Есть также собрание моих лирических и эпических стихотворений, к которым присоединена драматическая поэма «Дон Жуан», переведенная на немецкий язык г-жою Павловой. Со времени издания этого сборника я написал много баллад и лирических стихотворений, рассеянных, главным образом, в «Вестнике Европы» и в «Русском вестнике»; из них я намерен в скором времени составить новый сборник. Лучшею из своих баллад считаю я ту, которая называется «Легенда»: она напечатана в «Вестнике Европы» за 1869 год.

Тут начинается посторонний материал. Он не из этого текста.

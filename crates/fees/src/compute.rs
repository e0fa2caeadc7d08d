use crate::types::FeeTerms;
use thiserror::Error;

/// A transaction whose fee terms cannot yield a valid priority fee.
#[derive(Debug, Error, PartialEq, Eq)]
pub enum FeeError {
    /// The fee cap does not cover the block's base fee; such a transaction
    /// cannot have been validly included and its terms are treated as
    /// corrupt rather than priced negatively.
    #[error("fee cap {max_fee_per_gas} below base fee {base_fee_per_gas}")]
    FeeCapBelowBaseFee {
        /// Fee cap carried by the transaction.
        max_fee_per_gas: u128,
        /// Base fee of the correlated block.
        base_fee_per_gas: u128,
    },
}

/// Effective priority fee per gas unit under the given base fee.
///
/// Legacy terms pay `max(0, gas_price - base_fee)`; 1559 terms pay the tip
/// cap bounded by the fee cap's headroom over the base fee.
pub fn priority_fee_per_gas(terms: &FeeTerms, base_fee_per_gas: u128) -> Result<u128, FeeError> {
    match *terms {
        FeeTerms::Legacy { gas_price } => Ok(gas_price.saturating_sub(base_fee_per_gas)),
        FeeTerms::Eip1559 {
            max_fee_per_gas,
            max_priority_fee_per_gas,
        } => {
            let headroom = max_fee_per_gas
                .checked_sub(base_fee_per_gas)
                .ok_or(FeeError::FeeCapBelowBaseFee {
                    max_fee_per_gas,
                    base_fee_per_gas,
                })?;
            Ok(max_priority_fee_per_gas.min(headroom))
        }
    }
}

/// Maximum fee the submitter was willing to pay: price ceiling times the
/// gas limit (not gas used). This is the figure reported even for
/// transactions that never confirmed.
#[inline]
pub fn committed_fee_wei(terms: &FeeTerms, gas_limit: u64) -> u128 {
    terms.price_ceiling().saturating_mul(gas_limit as u128)
}

/// Priority fee actually paid by a confirmed transaction: effective
/// priority fee per gas times the gas its receipt reports as used.
pub fn paid_fee_wei(
    terms: &FeeTerms,
    base_fee_per_gas: u128,
    gas_used: u64,
) -> Result<u128, FeeError> {
    Ok(priority_fee_per_gas(terms, base_fee_per_gas)?.saturating_mul(gas_used as u128))
}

Среди стихотворений, не вошедших в сборник, есть одно под заглавием «Поток-богатырь», в котором в сатирической форме изложены мои социально-политические взгляды. Оно имело огромный успех по всей России и навлекло на меня целую лавину оскорблений со стороны журналов. Три года назад оно было упомянуто в Вашей «Rivista Europea».

Резюмируя свое положение в нашей литературе, могу сказать не без удовольствия, что представляю собою пугало для наших демократов-социалистов и в то же время являюсь любимцем народа, покровителями которого они себя считают. Любопытен, кроме всего прочего, тот факт, что, в то время как журналы клеймят меня именем ретрограда, власти считают меня революционером.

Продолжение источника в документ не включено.